Introduction Indian agriculture, which supports nearly half of India’s population, is facing a critical profitability crisis. Despite record production and higher Minimum Support Prices (MSP), rising input costs and weak procurement systems are squeezing farmer incomes. Villages across Uttar Pradesh, Bihar, Madhya Pradesh, Maharashtra, Rajasthan, and Punjab are particularly impacted. This updated report, based on April 2025 data, analyzes the realities behind the escalating cultivation costs, MSP gaps, and farmer distress.
1. Rising Input Costs and Their Breakdown
- Fertilizers: Prices for Di-Ammonium Phosphate (DAP) and other fertilizers have spiked globally, though government subsidies kept DAP at ₹1,350 per bag and urea at ₹242 per bag. Non-urea fertilizers like MOP have seen significant increases, raising nutrient costs.
- Diesel: Diesel prices in rural areas (₹88–93 per litre) have pushed up irrigation and transport costs.
- Seeds: Hybrid seed prices, such as Bt Cotton, have increased by nearly 18% over four years.
- Pesticides & Chemicals: Costs surged due to import dependency and higher taxes.
- Labor Wages: Agricultural wages grew modestly (~5–6% annually), still adding to operational costs.
2. State-wise Realities of MSP Gap
- Bihar and Uttar Pradesh: Although the new wheat MSP is ₹2,425/quintal, many small farmers sell below this due to weak procurement and urgent cash needs.
- Madhya Pradesh and Rajasthan: Bonus payments over MSP have boosted farmer prices (~₹2,600+/quintal for wheat).
- Punjab and Haryana: Strong procurement ensures realization of MSP for cereals.
- Maharashtra: Onion and cotton prices crashed below cost; cotton saw mass procurement by the Cotton Corporation of India.
- Oilseeds and Pulses: Price support operations were expanded but market prices for soybeans, chana, and masoor often hovered near or below MSP without intervention.
3. Structural Challenges and Policy Failures
- Limited Procurement Beyond Cereals: MSP is enforced mainly for wheat and rice.
- Poor Storage Infrastructure: The new cooperative storage scheme is promising but still under implementation.
- Weak Farmer Producer Organizations (FPOs): 10,000 FPOs have been formed but need capacity-building.
- Fragmented Markets: e-NAM expansion continues, but market access remains limited for many farmers.
- Debt and Climate Risk: High debt burdens and weather variability exacerbate financial instability.
4. Effects on Farmer Livelihoods and Debt
- Stagnant real incomes and mounting indebtedness.
- Distress sales and distress migration to cities.
- Increased farmer suicides linked to debt and low price realization.
- Rise of supplemental activities (dairy, poultry) as coping mechanisms.
5. Clear Recommendations for Future Action
- Expand Procurement Coverage: Sustain and scale MSP operations for pulses, oilseeds, and perishables.
- Lower Input Costs: Accelerate PM-KUSUM for solar pumps; promote organic farming and biopesticides.
- Diversify Farm Incomes: Push allied activities and rural food processing units.
- Strengthen Market Access: Boost e-NAM trading volumes and direct farmer-buyer linkages.
- Enhance Credit and Insurance: Universal Kisan Credit Card coverage and improved PMFBY execution.
- Mental Health and Social Support: Rural distress helplines, farmer counselling, and SHG mobilization.
- Research and Extension: Invest in drought-tolerant, input-efficient crop varieties.
Conclusion Despite strong government interventions and policy reforms, the profitability of farming for millions of Indian farmers remains under pressure.
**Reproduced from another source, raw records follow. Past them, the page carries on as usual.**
//! Orthographic camera that casts one ray per pixel and fills the raster.

use glam::DVec3;
use rayon::prelude::*;

use crate::buffer::PixelBuffer;
use crate::hittable::Hittable;
use crate::ray::Ray;
use crate::shader::Shader;

/// Camera for ray generation and frame rendering.
///
/// Rays start on the plane `z = near_z` and travel along -z. Pixel rows map
/// to increasing `v`, so row 0 is `v = -1`.
#[derive(Debug, Clone, Copy, PartialEq)]
pub struct Camera {
    /// Rendered image width in pixel count
    pub image_width: usize,
    /// Rendered image height in pixel count
    pub image_height: usize,
    /// z of the plane every primary ray starts from
    pub near_z: f64,
}

impl Camera {
    /// Camera for a `image_width x image_height` raster, rays starting at z = 1.
    pub fn new(image_width: usize, image_height: usize) -> Self {
        Self {
            image_width,
            image_height,
            near_z: 1.0,
        }
    }

    /// Width over height.
    pub fn aspect(&self) -> f64 {
        self.image_width as f64 / self.image_height as f64
    }

    /// Normalized viewport coordinates of a pixel, both in [-1, 1).
    pub fn ndc(&self, col: usize, row: usize) -> (f64, f64) {
        let u = (col as f64 / self.image_width as f64) * 2.0 - 1.0;
        let v = (row as f64 / self.image_height as f64) * 2.0 - 1.0;
        (u, v)
    }

    /// Primary ray through viewport point (u, v); `u` is aspect corrected.
    pub fn get_ray(&self, u: f64, v: f64) -> Ray {
        Ray::new(
            DVec3::new(u * self.aspect(), v, self.near_z),
            DVec3::new(0.0, 0.0, -1.0),
        )
    }

    fn shade_row(&self, world: &dyn Hittable, shader: &Shader, row: usize, line: &mut [u8]) {
        for (col, px) in line.chunks_exact_mut(4).enumerate() {
            let (u, v) = self.ndc(col, row);
            px.copy_from_slice(&shader.shade(world, &self.get_ray(u, v)));
        }
    }

    /// Shade every pixel of `buffer`, row by row.
    ///
    /// With `parallel` the rows are spread over the rayon pool; the scene is
    /// only read, and each worker writes its own row.
    pub fn render(&self, world: &dyn Hittable, shader: &Shader, buffer: &mut PixelBuffer, parallel: bool) {
        debug_assert_eq!(buffer.width(), self.image_width);
        debug_assert_eq!(buffer.height(), self.image_height);

        if self.image_width == 0 {
            return;
        }

        if parallel {
            let stride = self.image_width * 4;
            buffer
                .bytes_mut()
                .par_chunks_exact_mut(stride)
                .enumerate()
                .for_each(|(row, line)| self.shade_row(world, shader, row, line));
        } else {
            for (row, line) in buffer.rows_mut().enumerate() {
                self.shade_row(world, shader, row, line);
            }
        }
    }
}

#[cfg(test)]
mod tests {
    use super::*;
    use crate::color;
    use crate::sphere::Sphere;

    #[test]
    fn ndc_spans_minus_one_to_one() {
        let camera = Camera::new(300, 600);
        assert_eq!(camera.ndc(0, 0), (-1.0, -1.0));
        assert_eq!(camera.ndc(150, 300), (0.0, 0.0));
        assert_eq!(camera.aspect(), 0.5);
    }

    #[test]
    fn ray_is_aspect_corrected() {
        let camera = Camera::new(300, 600);
        let ray = camera.get_ray(1.0, -0.5);
        assert_eq!(ray.origin, DVec3::new(0.5, -0.5, 1.0));
        assert_eq!(ray.direction, DVec3::new(0.0, 0.0, -1.0));
    }

    #[test]
    fn center_pixel_sees_the_sphere() {
        let camera = Camera::new(30, 60);
        let mut buffer = PixelBuffer::new(30, 60);
        camera.render(&Sphere::default(), &Shader::default(), &mut buffer, false);

        assert_eq!(buffer.get(15, 30), Some(color::OBJECT));
        assert_eq!(buffer.get(0, 0), Some(color::BACKGROUND));
    }

    #[test]
    fn parallel_and_sequential_agree() {
        let camera = Camera::new(40, 80);
        let sphere = Sphere::new(DVec3::new(0.0, 0.0, -30.0), 0.8);
        let shader = Shader::default();

        let mut seq = PixelBuffer::new(40, 80);
        let mut par = PixelBuffer::new(40, 80);
        camera.render(&sphere, &shader, &mut seq, false);
        camera.render(&sphere, &shader, &mut par, true);
        assert_eq!(seq, par);
    }
}
//! RGBA colours for the pixel buffer.
//!
//! Shading works on `DVec4` (one lane per channel, 0..=255); pixels are
//! stored as `Rgba8`.

use glam::DVec4;

/// One pixel as stored in the buffer: R, G, B, A.
pub type Rgba8 = [u8; 4];

/// Clear colour of the sphere demo.
pub const BACKGROUND: Rgba8 = [23, 23, 23, 255];
/// Surface colour of the sphere.
pub const OBJECT: Rgba8 = [200, 20, 220, 255];

/// Clear colour of the circle demo.
pub const WHITE: Rgba8 = [255, 255, 255, 255];
/// Circle outline when the ray misses.
pub const BLUE: Rgba8 = [0, 0, 255, 255];
/// Circle outline when the ray hits.
pub const GREEN: Rgba8 = [0, 128, 0, 255];
/// Intersection markers.
pub const PURPLE: Rgba8 = [128, 0, 128, 255];
/// Ray origin and ray line.
pub const RED: Rgba8 = [255, 0, 0, 255];

/// Widen a pixel for blending.
pub fn to_linear(c: Rgba8) -> DVec4 {
    DVec4::new(c[0] as f64, c[1] as f64, c[2] as f64, c[3] as f64)
}

/// Truncate each channel to a byte.
///
/// Values outside 0..=255 saturate, NaN becomes 0.
pub fn to_rgba8(c: DVec4) -> Rgba8 {
    [c.x as u8, c.y as u8, c.z as u8, c.w as u8]
}

/// Per-channel `a + (b - a) * t`, truncated to bytes.
///
/// `t` is not clamped.
pub fn blend(a: Rgba8, b: Rgba8, t: f64) -> Rgba8 {
    let a = to_linear(a);
    to_rgba8(a + (to_linear(b) - a) * t)
}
Input cost inflation and procurement gaps dilute the benefits of higher MSPs. Bridging this gap requires comprehensive and sustained action: expanding procurement, reducing costs, strengthening rural infrastructure, ensuring credit and insurance access, and supporting farmers both economically and socially. Timely and ground-level execution of announced programs will determine whether India can truly achieve inclusive agricultural prosperity.